Pecher and colleagues state that “Certain dimensions are always coded in the same
way.” (p. 2). Although it is true that people are by default faster to process above
relationships compared to below relationships (Clark, 1969), studies have shown that
this default processing benefit can easily be reversed, depending on the nature of
the task and characteristics of the stimuli. For example, Banks et al. (1975) asked
participants to indicate which of two dots was located above (vs. below) the other.
These dots were referred to as balloons, or as yo-yos. Participants were faster to
indicate which of the two dots was the higher balloon, whereas they were faster to
judge which of the two dots was the lower yo-yo. The crossover pattern observed in
this study supports the idea that the default polarity codes of up as +polar and down
as −polar can be reversed by framing the task in a different way. Proctor and Cho
(2006, p. 428) similarly conclude: “In two-choice tasks with orthogonal stimulus and
response sets, the responses are coded relative to multiple frames of reference.”
A similar reframing occurs in the study performed by Pecher and colleagues. When thinking
of skies, as in thinking of balloons, high skies are the default. Therefore, up becomes
the default endpoint of the vertical dimension, and words presented up on the screen
are responded to more quickly. When thinking of oceans, as when thinking of yo-yos,
the deep ocean is the default. Therefore, down becomes the default endpoint of the
vertical dimension, and words presented down on the screen are responded to more quickly.
This means that the interaction between task and position reported by Pecher and colleagues
is an a priori prediction of (and not evidence against) a polarity explanation.
The second polarity effect Pecher and colleagues investigate is based on the assumption
that right-hand key-presses receive a reaction time benefit because right is +polar.

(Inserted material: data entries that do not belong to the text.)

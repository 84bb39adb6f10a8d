//! Windowing stage.
//!
//! Events are collected into wall-clock windows of `max_duration`. Inside a
//! window a chunk closes as soon as it holds `max_event_count` events or
//! `max_buffer_size_bytes` of serialized payload; whatever is left when the
//! window ends closes with it. Each closed chunk becomes one batch.
//!
//! A chunk never exceeds the byte budget, except for a single event that is
//! larger than the budget on its own. Such an event travels alone.

use tokio::sync::mpsc;
use tokio::time::{sleep_until, Instant};
use tracing::{debug, trace};

use crate::config::BatchingConfiguration;

/// Accumulator for the chunk currently being filled.
#[derive(Debug)]
pub struct EventWindow {
    max_event_count: usize,
    max_bytes: usize,
    items: Vec<String>,
    bytes: usize,
}

impl EventWindow {
    pub fn new(config: &BatchingConfiguration) -> Self {
        Self {
            max_event_count: config.max_event_count.max(1),
            max_bytes: config.max_buffer_size_bytes.max(1),
            items: Vec::new(),
            bytes: 0,
        }
    }

    /// Appends an event and returns the chunks it closed, oldest first.
    ///
    /// An event that does not fit the remaining byte budget first closes the
    /// current chunk and then opens the next one.
    pub fn push(&mut self, event: String) -> Vec<Vec<String>> {
        let mut closed = Vec::new();
        if !self.items.is_empty() && self.bytes + event.len() > self.max_bytes {
            closed.extend(self.take());
        }

        self.bytes += event.len();
        self.items.push(event);
        if self.items.len() >= self.max_event_count || self.bytes >= self.max_bytes {
            closed.extend(self.take());
        }
        closed
    }

    /// Closes the current chunk, if it holds anything.
    pub fn take(&mut self) -> Option<Vec<String>> {
        if self.items.is_empty() {
            return None;
        }
        self.bytes = 0;
        Some(std::mem::take(&mut self.items))
    }

    pub fn len(&self) -> usize {
        self.items.len()
    }

    pub fn is_empty(&self) -> bool {
        self.items.is_empty()
    }

    pub fn bytes(&self) -> usize {
        self.bytes
    }
}

/// Drives the window until `events` closes, then emits the remainder and
/// returns, which closes `batches`.
///
/// Sending into `batches` waits for room, so a slow upload stage stops this
/// loop from draining `events`.
pub(crate) async fn run_windowing(
    mut events: mpsc::Receiver<String>,
    batches: mpsc::Sender<Vec<String>>,
    config: BatchingConfiguration,
) {
    let period = config.max_duration();
    let mut window = EventWindow::new(&config);
    let mut deadline = Instant::now() + period;

    loop {
        tokio::select! {
            received = events.recv() => {
                let Some(event) = received else { break };
                for chunk in window.push(event) {
                    trace!(events = chunk.len(), "chunk closed by count or size");
                    if batches.send(chunk).await.is_err() {
                        debug!("upload stage closed; stopping windowing");
                        return;
                    }
                }
            }
            () = sleep_until(deadline) => {
                if let Some(chunk) = window.take() {
                    trace!(events = chunk.len(), "chunk closed by window");
                    if batches.send(chunk).await.is_err() {
                        debug!("upload stage closed; stopping windowing");
                        return;
                    }
                }
                deadline = Instant::now() + period;
            }
        }
    }

    if let Some(chunk) = window.take() {
        let _ = batches.send(chunk).await;
    }
    debug!("windowing drained");
}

This prediction does not immediately follow from previous theoretical or empirical
work. One study has revealed that responses are faster for arrows pointing toward
the right than to the left, but importantly, these effects are eliminated when arrows
are substituted by words (Olson and Laxar, 1973), and seem to be limited to explicit
spatial categorizations where right key-presses are mapped onto stimuli presented
up on the screen (Weeks and Proctor, 1990; Cho and Proctor, 2002). Furthermore, several
researchers explicitly note that left-to-right space is symmetric, and should by default
not reveal polarity differences (Clark, 1973; Seymour, 1974; Làdavas, 1988). Reaction
time benefits for right key-presses are not ubiquitous in the literature, nor is such
a main effect present in the study performed by Pecher and colleagues. Therefore,
it is doubtful whether right key-presses should be coded as +polar.

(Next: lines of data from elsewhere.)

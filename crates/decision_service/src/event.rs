//! Wire schema shared with the ingestion backend.
//!
//! Every event is serialized to its own JSON string when it enters the
//! pipeline. A batch carries those strings verbatim, so the posted body is
//! JSON whose `Events` array holds JSON-encoded strings. The backend depends
//! on the exact field names below.

use serde::{Deserialize, Serialize};

/// The action part of an interaction: a bare id for single-action decisions,
/// the ranked list otherwise.
#[derive(Debug, Clone, PartialEq, Eq, Serialize, Deserialize)]
#[serde(untagged)]
pub enum ActionSet {
    Single(u32),
    Ranked(Vec<u32>),
}

impl From<&[u32]> for ActionSet {
    fn from(actions: &[u32]) -> Self {
        match actions {
            [single] => ActionSet::Single(*single),
            ranked => ActionSet::Ranked(ranked.to_vec()),
        }
    }
}

/// A decision that was made.
#[derive(Debug, Clone, PartialEq, Serialize, Deserialize)]
pub struct Interaction {
    #[serde(rename = "ID")]
    pub id: String,
    #[serde(rename = "Action")]
    pub action: ActionSet,
    #[serde(rename = "Probability")]
    pub probability: f32,
    /// Serialized caller context.
    #[serde(rename = "Context")]
    pub context: String,
}

/// An outcome reported later for the same id.
#[derive(Debug, Clone, PartialEq, Eq, Serialize, Deserialize)]
pub struct Observation {
    #[serde(rename = "ID")]
    pub id: String,
    /// JSON text of the outcome (a reward is stored as e.g. `"1.5"`).
    #[serde(rename = "Value")]
    pub value: String,
}

impl Observation {
    pub fn reward(id: impl Into<String>, reward: f32) -> serde_json::Result<Self> {
        Ok(Self {
            id: id.into(),
            value: serde_json::to_string(&reward)?,
        })
    }
}

#[derive(Debug, Clone, PartialEq, Serialize, Deserialize)]
#[serde(untagged)]
pub enum Event {
    Interaction(Interaction),
    Observation(Observation),
}

impl Event {
    pub fn id(&self) -> &str {
        match self {
            Event::Interaction(interaction) => &interaction.id,
            Event::Observation(observation) => &observation.id,
        }
    }

    pub fn kind(&self) -> &'static str {
        match self {
            Event::Interaction(_) => "interaction",
            Event::Observation(_) => "observation",
        }
    }

    pub fn to_json(&self) -> serde_json::Result<String> {
        serde_json::to_string(self)
    }
}

impl From<Interaction> for Event {
    fn from(interaction: Interaction) -> Self {
        Event::Interaction(interaction)
    }
}

impl From<Observation> for Event {
    fn from(observation: Observation) -> Self {
        Event::Observation(observation)
    }
}

/// Unit of upload.
#[derive(Debug, Clone, PartialEq, Eq, Serialize, Deserialize)]
#[serde(rename_all = "PascalCase")]
pub struct EventBatch {
    /// Serialized events in insertion order.
    pub events: Vec<String>,
    pub experimental_unit_duration_in_seconds: i32,
}

impl EventBatch {
    pub fn new(events: Vec<String>, experimental_unit_duration_in_seconds: i32) -> Self {
        Self {
            events,
            experimental_unit_duration_in_seconds,
        }
    }

    pub fn len(&self) -> usize {
        self.events.len()
    }

    pub fn is_empty(&self) -> bool {
        self.events.is_empty()
    }

    pub fn to_json(&self) -> serde_json::Result<String> {
        serde_json::to_string(self)
    }

    pub fn from_json(body: &str) -> serde_json::Result<Self> {
        serde_json::from_str(body)
    }

    /// Decodes the inner event strings.
    pub fn parse_events(&self) -> serde_json::Result<Vec<Event>> {
        self.events
            .iter()
            .map(|raw| serde_json::from_str(raw))
            .collect()
    }
}

#[cfg(test)]
mod tests {
    use super::*;
    use serde_json::{json, Value};

    fn interaction() -> Interaction {
        Interaction {
            id: "user42".into(),
            action: ActionSet::Single(2),
            probability: 1.0 / 3.0,
            context: r#"{"age":31,"tags":["a","b"]}"#.into(),
        }
    }

    #[test]
    fn interaction_uses_backend_field_names() {
        let json = Event::from(interaction()).to_json().unwrap();
        assert!(json.starts_with(r#"{"ID":"user42","Action":2,"Probability":"#));
        assert!(json.ends_with(r#","Context":"{\"age\":31,\"tags\":[\"a\",\"b\"]}"}"#));
    }

    #[test]
    fn reward_observation_stores_json_text() {
        let observation = Observation::reward("user42", 1.5).unwrap();
        assert_eq!(observation.value, "1.5");
        assert_eq!(
            Event::from(observation).to_json().unwrap(),
            r#"{"ID":"user42","Value":"1.5"}"#
        );
    }

    #[test]
    fn batch_body_is_double_encoded() {
        let events = vec![
            Event::from(interaction()).to_json().unwrap(),
            Event::from(Observation::reward("user42", 0.0).unwrap())
                .to_json()
                .unwrap(),
        ];
        let batch = EventBatch::new(events.clone(), 3600);
        let body: Value = serde_json::from_str(&batch.to_json().unwrap()).unwrap();

        assert_eq!(body["ExperimentalUnitDurationInSeconds"], json!(3600));
        let wire_events = body["Events"].as_array().unwrap();
        assert_eq!(wire_events.len(), 2);
        assert_eq!(wire_events[0], Value::String(events[0].clone()));
        assert_eq!(wire_events[1], Value::String(events[1].clone()));
        assert_eq!(body.as_object().unwrap().len(), 2);
    }

    #[test]
    fn batch_round_trip_restores_fields() {
        let ranked = Interaction {
            id: "k-2".into(),
            action: ActionSet::from(&[3u32, 1, 2][..]),
            probability: 0.25,
            context: "plain text context".into(),
        };
        let observation = Observation {
            id: "k-2".into(),
            value: r#"{"clicked":true}"#.into(),
        };
        let batch = EventBatch::new(
            vec![
                Event::from(interaction()).to_json().unwrap(),
                Event::from(ranked.clone()).to_json().unwrap(),
                Event::from(observation.clone()).to_json().unwrap(),
            ],
            0,
        );

        let parsed = EventBatch::from_json(&batch.to_json().unwrap()).unwrap();
        assert_eq!(parsed, batch);

        let events = parsed.parse_events().unwrap();
        match &events[0] {
            Event::Interaction(first) => {
                assert_eq!(first.id, "user42");
                assert_eq!(first.action, ActionSet::Single(2));
                assert!((first.probability - 1.0 / 3.0).abs() < 1e-6);
                assert_eq!(first.context, interaction().context);
            }
            other => panic!("unexpected event: {other:?}"),
        }
        assert_eq!(events[1], Event::Interaction(ranked));
        assert_eq!(events[2], Event::Observation(observation));
        assert_eq!(events[2].kind(), "observation");
    }

    #[test]
    fn action_set_from_slice() {
        assert_eq!(ActionSet::from(&[4u32][..]), ActionSet::Single(4));
        assert_eq!(
            ActionSet::from(&[1u32, 2][..]),
            ActionSet::Ranked(vec![1, 2])
        );
    }
}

Overall, the results of Pecher and colleagues provide little evidence against a polarity
explanation for congruency effects between word meaning and vertical position. Given
that previous studies that have investigated the vertical representation of concepts
often show that +polar words (e.g., powerful, moral) are categorized faster than −polar
words (i.e., powerless, immoral), and words presented up are categorized faster than
words presented down, it seems premature to exclude polarity effects from influencing
categorization times(e.g., Schubert, 2005; Meier et al., 2007). Indeed, as predicted
by the polarity correspondence principle (Proctor and Cho, 2006), these experiments
typically do not reveal differences in the categorization times for –polar words presented
up or down. At the same time, studies have revealed that words can direct attention
upward or downward (Richardson et al., 2003; Bergen et al., 2007; Van Dantzig, 2009).

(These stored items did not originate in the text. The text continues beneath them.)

use mwt_explore::{ActionResolver, Explorer};
use serde::{Deserialize, Serialize};
use std::{fmt, fs, path::Path, sync::Arc, time::Duration};
use url::Url;

use crate::error::{Result, ServiceError};

/// Endpoint path appended to the service address.
pub const POST_EXPERIMENTAL_UNITS_PATH: &str = "/DecisionService.svc/PostExperimentalUnits";

pub const ENV_AUTHORIZATION_TOKEN: &str = "DECISION_SERVICE_TOKEN";
pub const ENV_SERVICE_ADDRESS: &str = "DECISION_SERVICE_ADDRESS";

const fn default_max_buffer_size_bytes() -> usize {
    4 * 1024 * 1024
}

const fn default_max_duration_ms() -> u64 {
    60_000
}

const fn default_max_event_count() -> usize {
    10_000
}

const fn default_max_upload_queue_capacity() -> usize {
    100
}

const fn default_connection_timeout_secs() -> u64 {
    60
}

fn default_service_address() -> String {
    "http://localhost:1362".to_string()
}

/// Limits for the windowing and upload stages.
#[derive(Debug, Clone, PartialEq, Eq, Serialize, Deserialize)]
#[serde(deny_unknown_fields)]
pub struct BatchingConfiguration {
    /// Serialized bytes that close a batch.
    #[serde(default = "default_max_buffer_size_bytes")]
    pub max_buffer_size_bytes: usize,
    /// Length of a batching window in milliseconds.
    #[serde(default = "default_max_duration_ms")]
    pub max_duration_ms: u64,
    /// Events that close a batch.
    #[serde(default = "default_max_event_count")]
    pub max_event_count: usize,
    /// Depth of the ingestion queue and of the upload queue.
    #[serde(default = "default_max_upload_queue_capacity")]
    pub max_upload_queue_capacity: usize,
}

impl Default for BatchingConfiguration {
    fn default() -> Self {
        Self {
            max_buffer_size_bytes: default_max_buffer_size_bytes(),
            max_duration_ms: default_max_duration_ms(),
            max_event_count: default_max_event_count(),
            max_upload_queue_capacity: default_max_upload_queue_capacity(),
        }
    }
}

impl BatchingConfiguration {
    pub fn max_duration(&self) -> Duration {
        Duration::from_millis(self.max_duration_ms)
    }

    pub fn validate(&self) -> Result<()> {
        let checks = [
            ("max_buffer_size_bytes", self.max_buffer_size_bytes as u64),
            ("max_duration_ms", self.max_duration_ms),
            ("max_event_count", self.max_event_count as u64),
            ("max_upload_queue_capacity", self.max_upload_queue_capacity as u64),
        ];
        for (name, value) in checks {
            if value == 0 {
                return Err(ServiceError::Config(format!("batch.{name} must be > 0")));
            }
        }
        Ok(())
    }
}

/// Static settings of one decision service client.
#[derive(Clone, Serialize, Deserialize)]
#[serde(deny_unknown_fields)]
pub struct ServiceSettings {
    /// Namespace for seeding; must be unique per experiment.
    pub app_id: String,
    #[serde(default)]
    pub authorization_token: String,
    #[serde(default)]
    pub experimental_unit_duration_in_seconds: i32,
    /// Reserved for policy updates pushed from the backend.
    #[serde(default)]
    pub is_policy_updatable: bool,
    #[serde(default = "default_service_address")]
    pub service_address: String,
    #[serde(default = "default_connection_timeout_secs")]
    pub connection_timeout_secs: u64,
    #[serde(default)]
    pub batch: BatchingConfiguration,
}

// Keeps the bearer token out of logs.
impl fmt::Debug for ServiceSettings {
    fn fmt(&self, f: &mut fmt::Formatter<'_>) -> fmt::Result {
        f.debug_struct("ServiceSettings")
            .field("app_id", &self.app_id)
            .field("authorization_token", &"<redacted>")
            .field(
                "experimental_unit_duration_in_seconds",
                &self.experimental_unit_duration_in_seconds,
            )
            .field("is_policy_updatable", &self.is_policy_updatable)
            .field("service_address", &self.service_address)
            .field("connection_timeout_secs", &self.connection_timeout_secs)
            .field("batch", &self.batch)
            .finish()
    }
}

impl ServiceSettings {
    pub fn new(app_id: impl Into<String>, authorization_token: impl Into<String>) -> Self {
        Self {
            app_id: app_id.into(),
            authorization_token: authorization_token.into(),
            experimental_unit_duration_in_seconds: 0,
            is_policy_updatable: false,
            service_address: default_service_address(),
            connection_timeout_secs: default_connection_timeout_secs(),
            batch: BatchingConfiguration::default(),
        }
    }

    pub fn connection_timeout(&self) -> Duration {
        Duration::from_secs(self.connection_timeout_secs)
    }

    /// Full URL batches are posted to.
    pub fn post_url(&self) -> Result<Url> {
        let base = self.service_address.trim_end_matches('/');
        let url = Url::parse(&format!("{base}{POST_EXPERIMENTAL_UNITS_PATH}"))?;
        match url.scheme() {
            "http" | "https" => Ok(url),
            other => Err(ServiceError::Config(format!(
                "service_address must use http or https, got '{other}'"
            ))),
        }
    }

    pub fn validate(&self) -> Result<()> {
        if self.app_id.trim().is_empty() {
            return Err(ServiceError::Config("app_id must not be empty".into()));
        }
        if self.connection_timeout_secs == 0 {
            return Err(ServiceError::Config(
                "connection_timeout_secs must be > 0".into(),
            ));
        }
        self.post_url()?;
        self.batch.validate()
    }

    /// Applies `DECISION_SERVICE_TOKEN` and `DECISION_SERVICE_ADDRESS` when set.
    pub fn apply_env_overrides(&mut self) {
        if let Some(token) = env_non_empty(ENV_AUTHORIZATION_TOKEN) {
            self.authorization_token = token;
        }
        if let Some(address) = env_non_empty(ENV_SERVICE_ADDRESS) {
            self.service_address = address;
        }
    }
}

fn env_non_empty(key: &str) -> Option<String> {
    std::env::var(key).ok().filter(|value| !value.trim().is_empty())
}

/// Loads settings from YAML, applies environment overrides and validates.
pub fn load_settings<P: AsRef<Path>>(path: P) -> Result<ServiceSettings> {
    let path = path.as_ref();
    let content = fs::read_to_string(path).map_err(|err| {
        tracing::warn!(path = %path.display(), error = %err, "failed to read settings file");
        err
    })?;
    let mut settings: ServiceSettings = serde_yaml_ng::from_str(&content)?;
    settings.apply_env_overrides();
    settings.validate()?;
    Ok(settings)
}

/// Turns a context into the string stored in `Interaction.Context`.
pub type ContextSerializer<C> = Arc<dyn Fn(&C) -> String + Send + Sync>;

/// Everything a [`crate::DecisionService`] needs. Fixed once built.
pub struct DecisionServiceConfiguration<C> {
    settings: ServiceSettings,
    explorer: Arc<dyn Explorer<C>>,
    context_serializer: ContextSerializer<C>,
    action_resolver: Option<ActionResolver<C>>,
}

impl<C: Serialize + 'static> DecisionServiceConfiguration<C> {
    /// Validates `settings`; contexts are serialized with `serde_json`.
    pub fn new(settings: ServiceSettings, explorer: Arc<dyn Explorer<C>>) -> Result<Self> {
        settings.validate()?;
        Ok(Self {
            settings,
            explorer,
            context_serializer: Arc::new(|context: &C| {
                serde_json::to_string(context).unwrap_or_else(|err| {
                    tracing::warn!(error = %err, "failed to serialize context");
                    "null".to_string()
                })
            }),
            action_resolver: None,
        })
    }
}

impl<C> DecisionServiceConfiguration<C> {
    pub fn with_context_serializer(mut self, serializer: ContextSerializer<C>) -> Self {
        self.context_serializer = serializer;
        self
    }

    pub fn with_action_resolver(mut self, resolver: ActionResolver<C>) -> Self {
        self.action_resolver = Some(resolver);
        self
    }

    pub fn settings(&self) -> &ServiceSettings {
        &self.settings
    }

    pub fn explorer(&self) -> &Arc<dyn Explorer<C>> {
        &self.explorer
    }

    pub fn context_serializer(&self) -> &ContextSerializer<C> {
        &self.context_serializer
    }

    pub fn action_resolver(&self) -> Option<&ActionResolver<C>> {
        self.action_resolver.as_ref()
    }
}

#[cfg(test)]
mod tests {
    use super::*;
    use serial_test::serial;
    use std::io::Write;

    fn write_yaml(content: &str) -> tempfile::NamedTempFile {
        let mut file = tempfile::NamedTempFile::new().unwrap();
        write!(file, "{content}").unwrap();
        file.flush().unwrap();
        file
    }

    fn clear_env() {
        std::env::remove_var(ENV_AUTHORIZATION_TOKEN);
        std::env::remove_var(ENV_SERVICE_ADDRESS);
    }

    #[test]
    #[serial]
    fn partial_yaml_merges_with_defaults() {
        clear_env();
        let file = write_yaml("app_id: shop\nbatch:\n  max_event_count: 50\n");
        let settings = load_settings(file.path()).unwrap();
        assert_eq!(settings.app_id, "shop");
        assert_eq!(settings.batch.max_event_count, 50);
        assert_eq!(
            settings.batch.max_buffer_size_bytes,
            default_max_buffer_size_bytes()
        );
        assert_eq!(settings.batch.max_duration(), Duration::from_secs(60));
        assert_eq!(settings.connection_timeout(), Duration::from_secs(60));
        assert_eq!(
            settings.post_url().unwrap().as_str(),
            "http://localhost:1362/DecisionService.svc/PostExperimentalUnits"
        );
    }

    #[test]
    #[serial]
    fn env_overrides_token_and_address() {
        clear_env();
        let file = write_yaml("app_id: shop\nauthorization_token: from-file\n");
        std::env::set_var(ENV_AUTHORIZATION_TOKEN, "from-env");
        std::env::set_var(ENV_SERVICE_ADDRESS, "https://ingest.example/");
        let settings = load_settings(file.path()).unwrap();
        clear_env();

        assert_eq!(settings.authorization_token, "from-env");
        assert_eq!(
            settings.post_url().unwrap().as_str(),
            "https://ingest.example/DecisionService.svc/PostExperimentalUnits"
        );
    }

    #[test]
    #[serial]
    fn unknown_fields_are_rejected() {
        clear_env();
        let file = write_yaml("app_id: shop\nretries: 3\n");
        assert!(matches!(
            load_settings(file.path()),
            Err(ServiceError::Yaml(_))
        ));
    }

    #[test]
    fn validation_catches_bad_values() {
        let mut settings = ServiceSettings::new("", "token");
        assert!(matches!(settings.validate(), Err(ServiceError::Config(_))));

        settings.app_id = "shop".into();
        settings.validate().unwrap();

        settings.batch.max_event_count = 0;
        assert!(matches!(settings.validate(), Err(ServiceError::Config(_))));

        settings.batch = BatchingConfiguration::default();
        settings.service_address = "ftp://files.example".into();
        assert!(matches!(settings.validate(), Err(ServiceError::Config(_))));

        settings.service_address = "not a url".into();
        assert!(matches!(settings.validate(), Err(ServiceError::Url(_))));
    }

    #[test]
    fn debug_output_hides_the_token() {
        let settings = ServiceSettings::new("shop", "super-secret");
        let rendered = format!("{settings:?}");
        assert!(!rendered.contains("super-secret"));
        assert!(rendered.contains("shop"));
    }
}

Instead of attributing effects to either simulation processes or polarity effects,
several researchers have recently proposed models of conceptual processing that rely
on both semantic and embodied information (Barsalou et al., 2008; Andrews et al.,
2009; Louwerse, in press).
Such an interplay between linguistic and embodied sources of meaning might be able
to provide a more integrative model of conceptual thought, especially for more abstract
concepts. As an example, considerLakoff and Johnson's (1980) Conceptual Metaphor Theory
which describes how abstract concepts (e.g., power, valence, morality) are mapped
onto concrete dimensions (e.g., verticality, size, brightness). These mappings are
argued to result from experiential co-occurrence of the abstract and concrete domains,
such as drooped postures when we feel down. This reasoning cannot explain the fact
that practically all conceptual metaphors map abstract + polar concepts onto concrete + polar
endpoints of dimensions (e.g., happy = up, warmth = affection, powerful = large) and
vice versa (see Krzeszowski, 1997). Perhaps linguistic structures such as polarity
differences constrain the specific mappings that emerge between abstract and concrete
dimensions, thereby shaping how concepts are grounded.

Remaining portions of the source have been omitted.